::: PROVIDED RECORDS :::

//! Error types for the storage engine.

use thiserror::Error;
use crate::types::PageId;

/// Result type alias for storage operations
pub type Result<T> = std::result::Result<T, StorageError>;

/// Errors that can occur in the storage engine
#[derive(Error, Debug)]
pub enum StorageError {
    /// I/O error from the underlying file system
    #[error("I/O error: {0}")]
    Io(#[from] std::io::Error),

    /// Requested page was not found
    #[error("Page {0} not found")]
    PageNotFound(PageId),

    /// Slot index out of range, or the slot is empty
    #[error("Invalid slot number {slot_no} on page {page_id}")]
    InvalidSlotNumber { page_id: PageId, slot_no: u16 },

    /// Node cannot fit even on a freshly allocated page
    #[error("No space available: node of {needed} bytes (max: {max})")]
    NoSpaceAvailable { needed: usize, max: usize },

    /// In-place update would change the node length
    #[error("Invalid update: node is {expected} bytes, replacement is {actual}")]
    InvalidUpdate { expected: usize, actual: usize },

    /// Heap file was already deleted
    #[error("Heap file {0:?} already deleted")]
    FileAlreadyDeleted(String),

    /// Buffer pool has no available frames
    #[error("Buffer pool exhausted: no available frames")]
    BufferPoolExhausted,

    /// Page cannot be freed while it is pinned
    #[error("Page {0} is still pinned")]
    PagePinned(PageId),

    /// File catalog in the header page has no room for another entry
    #[error("File catalog full: cannot register {0:?}")]
    CatalogFull(String),

    /// Buffer or disk layer failed underneath a heap file operation
    #[error("{op} failed: {source}")]
    Collaborator {
        op: &'static str,
        #[source]
        source: Box<StorageError>,
    },

    /// Data corruption detected (e.g., checksum mismatch)
    #[error("Corruption detected: {0}")]
    Corruption(String),

    /// Invalid page format or type
    #[error("Invalid page: {0}")]
    InvalidPage(String),

    /// Invalid operation for the current state
    #[error("Invalid operation: {0}")]
    InvalidOperation(String),

    /// Store file is corrupted or has invalid format
    #[error("Invalid database file: {0}")]
    InvalidDatabaseFile(String),
}

impl StorageError {
    /// Create a corruption error with a message
    pub fn corruption(msg: impl Into<String>) -> Self {
        Self::Corruption(msg.into())
    }

    /// Create an invalid page error
    pub fn invalid_page(msg: impl Into<String>) -> Self {
        Self::InvalidPage(msg.into())
    }

    /// Create an invalid operation error
    pub fn invalid_operation(msg: impl Into<String>) -> Self {
        Self::InvalidOperation(msg.into())
    }

    /// Create an invalid database file error
    pub fn invalid_db(msg: impl Into<String>) -> Self {
        Self::InvalidDatabaseFile(msg.into())
    }

    /// Wrap a buffer/disk failure with the operation that hit it
    pub fn collaborator(op: &'static str, source: StorageError) -> Self {
        Self::Collaborator {
            op,
            source: Box::new(source),
        }
    }

    /// Strip `Collaborator` wrappers down to the originating error
    pub fn root_cause(&self) -> &StorageError {
        match self {
            Self::Collaborator { source, .. } => source.root_cause(),
            other => other,
        }
    }
}

/// Attach heap-file context to collaborator results
pub(crate) trait ResultExt<T> {
    fn context(self, op: &'static str) -> Result<T>;
}

impl<T> ResultExt<T> for Result<T> {
    fn context(self, op: &'static str) -> Result<T> {
        self.map_err(|e| StorageError::collaborator(op, e))
    }
}

#[cfg(test)]
mod tests {
    use super::*;

    #[test]
    fn test_collaborator_message_names_operation() {
        let err = StorageError::collaborator("insert_node: pin data page", StorageError::BufferPoolExhausted);
        assert_eq!(
            err.to_string(),
            "insert_node: pin data page failed: Buffer pool exhausted: no available frames"
        );
        assert!(matches!(err.root_cause(), StorageError::BufferPoolExhausted));
    }
}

:::

AIM OF THE TASK: Give back, verbatim, the lines from the top of the entries above through the line containing "slot is empty".

EXERCISE ANSWER:
//! Error types for the storage engine.

use thiserror::Error;
use crate::types::PageId;

/// Result type alias for storage operations
pub type Result<T> = std::result::Result<T, StorageError>;

/// Errors that can occur in the storage engine
#[derive(Error, Debug)]
pub enum StorageError {
    /// I/O error from the underlying file system
    #[error("I/O error: {0}")]
    Io(#[from] std::io::Error),

    /// Requested page was not found
    #[error("Page {0} not found")]
    PageNotFound(PageId),

    /// Slot index out of range, or the slot is empty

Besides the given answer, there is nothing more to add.